**WHAT NEEDS TO BE DONE:** Sift the listing for lines that hold the string "DateTime" and pull them out.

[[ DATA FOR PROCESSING open ]]

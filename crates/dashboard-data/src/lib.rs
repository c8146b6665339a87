//! 대시보드 캐시 엔진과 외부 데이터 제공자.
//!
//! 이 crate는 다음을 제공합니다:
//! - 세션에 따라 갱신하는 차트 이미지 캐시
//! - 장중/야간 시세 캐시
//! - 공포/탐욕 지수 이미지 캐시
//! - 차트 생성기, Yahoo 시세, 지수 이미지 웹 소스

pub mod cache;
pub mod error;
pub mod provider;

pub use cache::{
    ChartCache, ChartCacheConfig, ChartEntry, PriceCache, PriceCacheConfig, RefreshStats,
    SentimentCache, TtlStore,
};
pub use error::{DataError, Result};
pub use provider::{
    ChartGenerator, QuoteProvider, ScriptChartGenerator, SentimentCategory, SentimentSource,
    WebSentimentSource, YahooQuoteProvider,
};
//! 시세 스냅샷.

use chrono::{DateTime, Utc};
use rust_decimal::Decimal;
use serde::{Deserialize, Serialize};

/// 한 종목의 시세 스냅샷.
#[derive(Debug, Clone, PartialEq, Serialize, Deserialize)]
pub struct QuoteSnapshot {
    /// 티커
    pub symbol: String,
    /// 표시 이름 (long name → short name → 티커 순)
    pub name: String,
    /// 현재가
    pub price: Decimal,
    /// 당일 저가
    pub day_low: Decimal,
    /// 당일 고가
    pub day_high: Decimal,
    /// 거래량
    pub volume: i64,
    /// 전일 대비 변동
    pub change: Decimal,
    /// 전일 대비 변동률 (0.0123 = 1.23%)
    pub change_percent: f64,
    /// 조회 시각
    pub fetched_at: DateTime<Utc>,
}

impl QuoteSnapshot {
    /// 모든 수치가 0인 스냅샷.
    ///
    /// 시세 제공자가 결과 없이 응답했을 때 사용합니다.
    pub fn zeroed(symbol: impl Into<String>) -> Self {
        let symbol = symbol.into();
        Self {
            name: symbol.clone(),
            symbol,
            price: Decimal::ZERO,
            day_low: Decimal::ZERO,
            day_high: Decimal::ZERO,
            volume: 0,
            change: Decimal::ZERO,
            change_percent: 0.0,
            fetched_at: Utc::now(),
        }
    }

    /// 상승 여부.
    pub fn is_up(&self) -> bool {
        self.change > Decimal::ZERO
    }
}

[[ DATA FOR PROCESSING closed ]]

**TASK RESULT:**
use chrono::{DateTime, Utc};
    pub fetched_at: DateTime<Utc>,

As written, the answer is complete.